By 1900, Homestake owned 300 claims, on 2000 acre, and was worked by more than 2000 employees. In 1901, the mine started using compressed air locomotives, fully replacing mules and horses by the 1920s. Charles Washington Merrill introduced cyanidization to augment mercury-amalgamation for gold recovery. "Cyanide Charlie" achieved 94 per cent recovery. The gold was shipped to the Denver Mint.

By 1906, the Ellison Shaft reached 1,550 ft, the B&M 1,250 ft, the Golden Star 1,100 ft, and the Golden Prospect 900 ft, producing 1,500,000 ST of ore. A disastrous fire struck on 25 March 1907, which took forty days to extinguish after the mine was flooded. Another disastrous fire struck in 1919.

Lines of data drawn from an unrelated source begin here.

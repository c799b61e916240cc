use chrono::{DateTime, FixedOffset};
use imap::types::Flag;
use imap_proto::{NameAttribute, UidSetMember};
use lazy_static::lazy_static;
use regex::Regex;
use std::io::{Read, Write};
use tracing::{debug, trace};

use crate::store::{FetchQuery, MailStore, RawMessage, StoreError};
use crate::types::{AppendOutcome, FolderDescriptor, FolderFlag, FolderStatus};

lazy_static! {
    static ref NONEXISTENT: Regex = Regex::new(concat!(
        r"(?i)\[NONEXISTENT\]|does ?n[o']t exist|",
        r"no such (mailbox|folder)|unknown (mailbox|folder)|not found"
    ))
    .unwrap();
    static ref NOPERM: Regex =
        Regex::new(r"(?i)\[NOPERM\]|permission|denied|not allowed|forbidden").unwrap();
}

impl From<imap::Error> for StoreError {
    fn from(err: imap::Error) -> StoreError {
        match err {
            imap::Error::Io(e) => StoreError::Connection(e.to_string()),
            imap::Error::ConnectionLost => StoreError::Connection("connection lost".to_string()),
            other => StoreError::Protocol(other.to_string()),
        }
    }
}

/// Classify a failure of a command that names a folder (SELECT, STATUS, APPEND).
fn folder_error(folder: &str, err: imap::Error) -> StoreError {
    match StoreError::from(err) {
        StoreError::Protocol(message) if NOPERM.is_match(&message) => {
            StoreError::PermissionDenied(folder.to_string())
        }
        StoreError::Protocol(message) if NONEXISTENT.is_match(&message) => {
            StoreError::NoSuchFolder(folder.to_string())
        }
        other => other,
    }
}

fn attribute_flag(attribute: &NameAttribute<'_>) -> FolderFlag {
    match attribute {
        NameAttribute::NoInferiors => FolderFlag::NoInferiors,
        NameAttribute::NoSelect => FolderFlag::NoSelect,
        NameAttribute::Marked => FolderFlag::Marked,
        NameAttribute::Unmarked => FolderFlag::Unmarked,
        NameAttribute::All => FolderFlag::All,
        NameAttribute::Archive => FolderFlag::Archive,
        NameAttribute::Drafts => FolderFlag::Drafts,
        NameAttribute::Flagged => FolderFlag::Flagged,
        NameAttribute::Junk => FolderFlag::Junk,
        NameAttribute::Sent => FolderFlag::Sent,
        NameAttribute::Trash => FolderFlag::Trash,
        NameAttribute::Extension(name) => FolderFlag::from_attribute(name),
        other => FolderFlag::Other(format!("{:?}", other)),
    }
}

fn appended_uids(members: Option<Vec<UidSetMember>>) -> Vec<u32> {
    members
        .unwrap_or_default()
        .into_iter()
        .flat_map(|member| match member {
            UidSetMember::UidRange(range) => range.collect::<Vec<_>>(),
            UidSetMember::Uid(uid) => vec![uid],
        })
        .collect()
}

/// A [`MailStore`] backed by an authenticated [`imap::Session`].
pub struct ImapStore<T: Read + Write> {
    session: imap::Session<T>,
    selected: Option<String>,
    // learned from CAPABILITY on the first unselect
    has_unselect: Option<bool>,
}

impl<T: Read + Write> ImapStore<T> {
    pub fn new(session: imap::Session<T>) -> Self {
        ImapStore {
            session,
            selected: None,
            has_unselect: None,
        }
    }

    fn has_unselect(&mut self) -> Result<bool, StoreError> {
        if let Some(known) = self.has_unselect {
            return Ok(known);
        }
        let known = self.session.capabilities()?.has_str("UNSELECT");
        self.has_unselect = Some(known);
        Ok(known)
    }

    /// Unilateral server data is never consumed here; drop it so the channel does not grow.
    fn drain_unsolicited(&mut self) {
        while let Ok(response) = self.session.unsolicited_responses.try_recv() {
            trace!(?response, "discarding unsolicited response");
        }
    }
}

impl<T: Read + Write + Send> MailStore for ImapStore<T> {
    fn noop(&mut self) -> Result<(), StoreError> {
        self.session.noop()?;
        self.drain_unsolicited();
        Ok(())
    }

    fn list(
        &mut self,
        reference: &str,
        pattern: &str,
    ) -> Result<Vec<FolderDescriptor>, StoreError> {
        let names = self.session.list(Some(reference), Some(pattern))?;
        let folders = names
            .iter()
            .map(|name| FolderDescriptor {
                path: name.name().to_string(),
                delimiter: name.delimiter().and_then(|d| d.chars().next()),
                flags: name.attributes().iter().map(attribute_flag).collect(),
            })
            .collect();
        self.drain_unsolicited();
        Ok(folders)
    }

    fn status(&mut self, folder: &str) -> Result<FolderStatus, StoreError> {
        let mailbox = self
            .session
            .status(folder, "(MESSAGES RECENT UNSEEN)")
            .map_err(|e| folder_error(folder, e))?;
        self.drain_unsolicited();
        Ok(FolderStatus {
            messages: mailbox.exists,
            recent: mailbox.recent,
            unseen: mailbox.unseen.unwrap_or(0),
        })
    }

    fn selected(&self) -> Option<String> {
        self.selected.clone()
    }

    fn select(&mut self, folder: &str) -> Result<(), StoreError> {
        // a failed SELECT leaves the connection with no folder selected
        match self.session.select(folder) {
            Ok(mailbox) => {
                debug!(folder, exists = mailbox.exists, "selected");
                self.selected = Some(folder.to_string());
                self.drain_unsolicited();
                Ok(())
            }
            Err(e) => {
                self.selected = None;
                Err(folder_error(folder, e))
            }
        }
    }

    fn unselect(&mut self) -> Result<(), StoreError> {
        if self.has_unselect()? {
            self.session.run_command_and_check_ok("UNSELECT")?;
        } else {
            // without RFC 3691, a failed EXAMINE is the way to leave the selected state
            // without expunging
            match self.session.examine("") {
                Err(imap::Error::No(_)) => {}
                Err(e) => return Err(e.into()),
                Ok(_) => self.session.close()?,
            }
        }
        self.selected = None;
        self.drain_unsolicited();
        Ok(())
    }

    fn uid_search(&mut self, criteria: &str) -> Result<Vec<u32>, StoreError> {
        let query = if criteria.is_ascii() {
            criteria.to_string()
        } else {
            format!("CHARSET UTF-8 {}", criteria)
        };
        let mut uids: Vec<u32> = self.session.uid_search(query)?.into_iter().collect();
        uids.sort_unstable();
        self.drain_unsolicited();
        Ok(uids)
    }

    fn uid_fetch(
        &mut self,
        uid_set: &str,
        query: FetchQuery,
    ) -> Result<Vec<RawMessage>, StoreError> {
        let fetches = self.session.uid_fetch(uid_set, query.items())?;
        // FETCH responses without a UID are unilateral flag updates, not answers
        let messages = fetches
            .iter()
            .filter(|fetch| fetch.uid.is_some())
            .map(|fetch| RawMessage {
                uid: fetch.uid,
                size: fetch.size,
                header: fetch.header().map(<[u8]>::to_vec),
                body: fetch.body().map(<[u8]>::to_vec),
            })
            .collect();
        self.drain_unsolicited();
        Ok(messages)
    }

    fn append(
        &mut self,
        folder: &str,
        content: &[u8],
        internal_date: Option<DateTime<FixedOffset>>,
    ) -> Result<AppendOutcome, StoreError> {
        let appended = match internal_date {
            Some(date) => self
                .session
                .append(folder, content)
                .flag(Flag::Draft)
                .internal_date(date)
                .finish(),
            None => self
                .session
                .append(folder, content)
                .flag(Flag::Draft)
                .finish(),
        }
        .map_err(|e| folder_error(folder, e))?;
        self.drain_unsolicited();
        Ok(AppendOutcome {
            folder: folder.to_string(),
            uid_validity: appended.uid_validity,
            uids: appended_uids(appended.uids),
        })
    }

    fn logout(&mut self) -> Result<(), StoreError> {
        self.selected = None;
        self.session.logout()?;
        Ok(())
    }
}
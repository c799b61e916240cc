//! Connection settings, read from the command line or the environment.

use clap::Parser;
use std::fmt;
use std::time::Duration;

use crate::error::{Error, Result};

/// Where and how to reach the mailbox.
///
/// Every field falls back to an `IMAP_*` environment variable; [`Config::from_env`] also loads a
/// `.env` file from the working directory first.
#[derive(Clone, Parser)]
#[command(name = "mailbox", version, about = "Operate on an IMAP mailbox")]
pub struct Config {
    /// IMAP server host name.
    #[arg(long, env = "IMAP_HOST", global = true)]
    pub host: Option<String>,

    /// IMAPS port.
    #[arg(long, env = "IMAP_PORT", default_value_t = 993, global = true)]
    pub port: u16,

    /// Login identity, usually the mailbox address.
    #[arg(long, env = "IMAP_LOGIN", global = true)]
    pub login: Option<String>,

    /// Password for LOGIN. Takes precedence over the token.
    #[arg(long, env = "IMAP_PASSWORD", hide_env_values = true, global = true)]
    pub password: Option<String>,

    /// OAuth2 access token for XOAUTH2.
    #[arg(long, env = "IMAP_TOKEN", hide_env_values = true, global = true)]
    pub token: Option<String>,

    /// Connect and I/O timeout, in seconds.
    #[arg(long, env = "IMAP_TIMEOUT", default_value_t = 30, global = true)]
    pub timeout: u64,

    /// Folder drafts are appended to.
    #[arg(
        long,
        env = "IMAP_DRAFTS_FOLDER",
        default_value = "Drafts",
        global = true
    )]
    pub drafts_folder: String,

    /// Folder selected right after authenticating.
    #[arg(
        long,
        env = "IMAP_INITIAL_FOLDER",
        default_value = "INBOX",
        global = true
    )]
    pub initial_folder: String,
}

/// The one credential used to authenticate, for the whole life of the process.
#[derive(Clone, PartialEq, Eq)]
pub enum Credential {
    /// `LOGIN user password`.
    Password(String),
    /// `AUTHENTICATE XOAUTH2` with a bearer token.
    Token(String),
}

impl fmt::Debug for Credential {
    fn fmt(&self, f: &mut fmt::Formatter<'_>) -> fmt::Result {
        match self {
            Credential::Password(_) => f.write_str("Password(..)"),
            Credential::Token(_) => f.write_str("Token(..)"),
        }
    }
}

impl fmt::Debug for Config {
    fn fmt(&self, f: &mut fmt::Formatter<'_>) -> fmt::Result {
        f.debug_struct("Config")
            .field("host", &self.host)
            .field("port", &self.port)
            .field("login", &self.login)
            .field("credential", &self.credential().ok())
            .field("timeout", &self.timeout)
            .field("drafts_folder", &self.drafts_folder)
            .field("initial_folder", &self.initial_folder)
            .finish()
    }
}

fn present(value: &Option<String>) -> Option<&str> {
    value.as_deref().map(str::trim).filter(|v| !v.is_empty())
}

impl Config {
    /// Build a configuration from the environment only, after loading `.env`.
    pub fn from_env() -> Result<Config> {
        dotenvy::dotenv().ok();
        Config::try_parse_from(["mailbox"]).map_err(|e| Error::Configuration(e.to_string()))
    }

    pub fn host(&self) -> Result<&str> {
        present(&self.host).ok_or_else(|| Error::Configuration("IMAP_HOST is not set".into()))
    }

    pub fn login(&self) -> Result<&str> {
        present(&self.login).ok_or_else(|| Error::Configuration("IMAP_LOGIN is not set".into()))
    }

    /// The configured credential: the password if there is one, else the token.
    pub fn credential(&self) -> Result<Credential> {
        if let Some(password) = present(&self.password) {
            return Ok(Credential::Password(password.to_string()));
        }
        if let Some(token) = present(&self.token) {
            return Ok(Credential::Token(token.to_string()));
        }
        Err(Error::Configuration(
            "neither IMAP_PASSWORD nor IMAP_TOKEN is set".into(),
        ))
    }

    pub fn timeout(&self) -> Duration {
        Duration::from_secs(self.timeout.max(1))
    }

    /// Check everything needed to connect, so that a bad configuration fails at startup.
    pub fn validate(&self) -> Result<()> {
        self.host()?;
        self.login()?;
        self.credential()?;
        Ok(())
    }
}
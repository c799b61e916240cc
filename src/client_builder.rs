use native_tls::{TlsConnector, TlsStream};
use std::io::{Read, Write};
use std::net::{TcpStream, ToSocketAddrs};
use std::time::Duration;
use tracing::{debug, info, warn};

use crate::authenticator::XOAuth2;
use crate::client::ImapStore;
use crate::config::{Config, Credential};
use crate::error::Result;
use crate::store::{Connector, MailStore, StoreError};

/// Opens authenticated IMAPS connections.
///
/// ```no_run
/// # use mailbox_tools::{Credential, ImapConnector, Connector};
/// # use std::time::Duration;
/// let connector = ImapConnector::new(
///     "imap.example.com",
///     "me@example.com",
///     Credential::Password("secret".into()),
/// )
/// .timeout(Duration::from_secs(10));
/// let store = connector.connect().unwrap();
/// ```
///
/// Every socket carries the timeout for connecting, reading and writing, so a stalled server
/// surfaces as a [`StoreError::Connection`] rather than blocking forever.
pub struct ImapConnector {
    host: String,
    port: u16,
    login: String,
    credential: Credential,
    timeout: Duration,
    initial_folder: String,
}

impl ImapConnector {
    pub fn new(host: impl Into<String>, login: impl Into<String>, credential: Credential) -> Self {
        ImapConnector {
            host: host.into(),
            port: 993,
            login: login.into(),
            credential,
            timeout: Duration::from_secs(30),
            initial_folder: "INBOX".to_string(),
        }
    }

    pub fn from_config(config: &Config) -> Result<Self> {
        Ok(ImapConnector::new(config.host()?, config.login()?, config.credential()?)
            .port(config.port)
            .timeout(config.timeout())
            .initial_folder(&config.initial_folder))
    }

    pub fn port(mut self, port: u16) -> Self {
        self.port = port;
        self
    }

    pub fn timeout(mut self, timeout: Duration) -> Self {
        self.timeout = timeout;
        self
    }

    /// Folder to select right after authenticating.
    pub fn initial_folder(mut self, folder: &str) -> Self {
        self.initial_folder = folder.to_string();
        self
    }

    // Resolve and try each address in turn, like `TcpStream::connect` does, but with a timeout.
    fn tcp(&self) -> std::result::Result<TcpStream, StoreError> {
        let addrs = (self.host.as_str(), self.port)
            .to_socket_addrs()
            .map_err(|e| {
                StoreError::Connection(format!("resolving {}: {}", self.host, e))
            })?;

        let mut last = StoreError::Connection(format!("{} has no addresses", self.host));
        for addr in addrs {
            match TcpStream::connect_timeout(&addr, self.timeout) {
                Ok(tcp) => {
                    tcp.set_read_timeout(Some(self.timeout))
                        .and_then(|_| tcp.set_write_timeout(Some(self.timeout)))
                        .map_err(|e| StoreError::Connection(e.to_string()))?;
                    return Ok(tcp);
                }
                Err(e) => {
                    debug!(%addr, error = %e, "could not connect");
                    last = StoreError::Connection(format!("connecting to {}: {}", addr, e));
                }
            }
        }
        Err(last)
    }

    fn handshake(&self) -> std::result::Result<imap::Client<TlsStream<TcpStream>>, StoreError> {
        let tcp = self.tcp()?;
        let tls = TlsConnector::new().map_err(|e| StoreError::Connection(e.to_string()))?;
        let stream = tls
            .connect(&self.host, tcp)
            .map_err(|e| {
                StoreError::Connection(format!("TLS handshake failed: {}", e))
            })?;

        let mut client = imap::Client::new(stream);
        client.read_greeting()?;
        Ok(client)
    }
}

fn authentication_error(err: imap::Error) -> StoreError {
    match StoreError::from(err) {
        StoreError::Protocol(message) => StoreError::Authentication(message),
        other => other,
    }
}

impl ImapConnector {
    /// Authenticate on a client whose greeting has been read, then select the initial folder.
    fn establish<T>(&self, client: imap::Client<T>) -> std::result::Result<ImapStore<T>, StoreError>
    where
        T: Read + Write + Send,
    {
        let session = match &self.credential {
            Credential::Password(password) => client
                .login(&self.login, password)
                .map_err(|(e, _)| authentication_error(e))?,
            Credential::Token(token) => client
                .authenticate(XOAuth2::MECHANISM, &XOAuth2::new(&self.login, token))
                .map_err(|(e, _)| authentication_error(e))?,
        };
        info!(host = %self.host, login = %self.login, "authenticated");

        let mut store = ImapStore::new(session);
        match store.select(&self.initial_folder) {
            Ok(()) => {}
            Err(e) if e.is_connection_failure() => return Err(e),
            Err(e) => warn!(
                folder = %self.initial_folder,
                error = %e,
                "initial folder not selected"
            ),
        }
        Ok(store)
    }
}

impl Connector for ImapConnector {
    fn connect(&self) -> std::result::Result<Box<dyn MailStore>, StoreError> {
        let client = self.handshake()?;
        Ok(Box::new(self.establish(client)?))
    }
}

#[cfg(test)]
mod tests {
    use super::*;
    use crate::mock_stream::MockStream;

    fn connector(credential: Credential) -> ImapConnector {
        ImapConnector::new("imap.example.com", "me@example.com", credential).initial_folder("Work")
    }

    #[test]
    fn logs_in_and_selects_the_initial_folder() {
        let stream = MockStream::new(
            "a1 OK Logged in\r\n* 2 EXISTS\r\n* 0 RECENT\r\na2 OK [READ-WRITE] done\r\n",
        );
        let written = stream.written();
        let store = connector(Credential::Password("secret".into()))
            .establish(imap::Client::new(stream))
            .unwrap();
        assert_eq!(store.selected().as_deref(), Some("Work"));
        assert_eq!(
            written.text(),
            "a1 LOGIN \"me@example.com\" \"secret\"\r\na2 SELECT \"Work\"\r\n"
        );
    }

    #[test]
    fn token_uses_xoauth2() {
        let stream = MockStream::new(
            "+\r\na1 OK Success\r\n* 0 EXISTS\r\n* 0 RECENT\r\na2 OK [READ-WRITE] done\r\n",
        );
        let written = stream.written();
        connector(Credential::Token("ya29.token".into()))
            .establish(imap::Client::new(stream))
            .unwrap();
        assert!(written.text().starts_with("a1 AUTHENTICATE XOAUTH2\r\n"));
    }

    #[test]
    fn rejected_login_is_an_authentication_failure() {
        let stream = MockStream::new("a1 NO [AUTHENTICATIONFAILED] Invalid credentials\r\n");
        let err = connector(Credential::Password("wrong".into()))
            .establish(imap::Client::new(stream))
            .err()
            .unwrap();
        assert!(matches!(err, StoreError::Authentication(_)));
    }

    #[test]
    fn missing_initial_folder_is_not_fatal() {
        let stream = MockStream::new("a1 OK Logged in\r\na2 NO [NONEXISTENT] Unknown Mailbox\r\n");
        let store = connector(Credential::Password("secret".into()))
            .establish(imap::Client::new(stream))
            .unwrap();
        assert_eq!(store.selected(), None);
    }
}
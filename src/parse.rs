//! Lexing for search criteria and sequence sets.

use nom::branch::alt;
use nom::bytes::complete::{escaped_transform, is_not, tag, take_while, take_while1};
use nom::character::complete::{char, one_of, u32 as decimal};
use nom::combinator::{all_consuming, map, opt, value, verify};
use nom::multi::{many0, separated_list1};
use nom::sequence::{delimited, preceded, separated_pair, terminated};
use nom::IResult;

/// A lexical token of a search criteria string.
#[derive(Clone, Debug, PartialEq, Eq)]
pub(crate) enum Token {
    Open,
    Close,
    /// A bare word: keyword, number, date, sequence set or unquoted argument.
    Atom(String),
    /// A double-quoted string, with `\"` and `\\` unescaped.
    Quoted(String),
}

fn is_atom_char(c: char) -> bool {
    !c.is_whitespace() && !c.is_control() && c != '(' && c != ')' && c != '"'
}

// Tokens are separated by SP only; CR and LF would end the command on the wire.
fn spaces(input: &str) -> IResult<&str, &str> {
    take_while(|c| c == ' ')(input)
}

fn atom(input: &str) -> IResult<&str, Token> {
    map(take_while1(is_atom_char), |s: &str| {
        Token::Atom(s.to_string())
    })(input)
}

fn quoted(input: &str) -> IResult<&str, Token> {
    map(
        delimited(
            char('"'),
            opt(escaped_transform(is_not("\\\"\r\n"), '\\', one_of("\\\""))),
            char('"'),
        ),
        |s: Option<String>| Token::Quoted(s.unwrap_or_default()),
    )(input)
}

fn token(input: &str) -> IResult<&str, Token> {
    preceded(
        spaces,
        alt((
            value(Token::Open, char('(')),
            value(Token::Close, char(')')),
            quoted,
            atom,
        )),
    )(input)
}

/// Split a criteria string into tokens. On failure returns the byte offset where lexing stopped.
pub(crate) fn tokenize(input: &str) -> Result<Vec<Token>, usize> {
    match all_consuming(terminated(many0(token), spaces))(input) {
        Ok((_, tokens)) => Ok(tokens),
        Err(nom::Err::Error(e)) | Err(nom::Err::Failure(e)) => Err(input.len() - e.input.len()),
        Err(nom::Err::Incomplete(_)) => Err(input.len()),
    }
}

/// One end of a sequence range: a number or `*` (the largest number in use).
#[derive(Clone, Copy, Debug, PartialEq, Eq)]
pub enum SeqBound {
    Number(u32),
    Largest,
}

impl SeqBound {
    fn resolve(self, largest: u32) -> u32 {
        match self {
            SeqBound::Number(n) => n,
            SeqBound::Largest => largest,
        }
    }
}

/// A `sequence-set` from RFC 3501: comma-separated numbers and `a:b` ranges.
#[derive(Clone, Debug, PartialEq, Eq)]
pub struct SequenceSet(pub Vec<(SeqBound, SeqBound)>);

impl SequenceSet {
    /// Whether `n` is in the set, given the largest number currently in use.
    pub fn contains(&self, n: u32, largest: u32) -> bool {
        self.0.iter().any(|&(a, b)| {
            let (a, b) = (a.resolve(largest), b.resolve(largest));
            let (lo, hi) = if a <= b { (a, b) } else { (b, a) };
            lo <= n && n <= hi
        })
    }
}

fn seq_bound(input: &str) -> IResult<&str, SeqBound> {
    alt((
        value(SeqBound::Largest, tag("*")),
        map(verify(decimal, |n: &u32| *n > 0), SeqBound::Number),
    ))(input)
}

fn seq_range(input: &str) -> IResult<&str, (SeqBound, SeqBound)> {
    alt((
        separated_pair(seq_bound, char(':'), seq_bound),
        map(seq_bound, |b| (b, b)),
    ))(input)
}

/// Parse a complete sequence set such as `1,4:7,12:*`.
pub(crate) fn sequence_set(input: &str) -> Option<SequenceSet> {
    all_consuming(separated_list1(char(','), seq_range))(input)
        .ok()
        .map(|(_, ranges)| SequenceSet(ranges))
}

In 1927, company geologist Donald H. McLaughlin used a winze from the 2,000 level to demonstrate that ore reached the 3,500 foot level. The Ross shaft was started in 1934, a second winze from the 3,500 ft level reached 4,100 ft, and a third winze from 4,100 ft was started in 1937. The Yates shaft was started in 1938. Production ceased during WWII from 1943 until 1945, due to Limitation Order L-208 from the War Production Board. By 1975, mining operations had reached the 6,800 ft level, and two winzes were planned to 8,000 ft.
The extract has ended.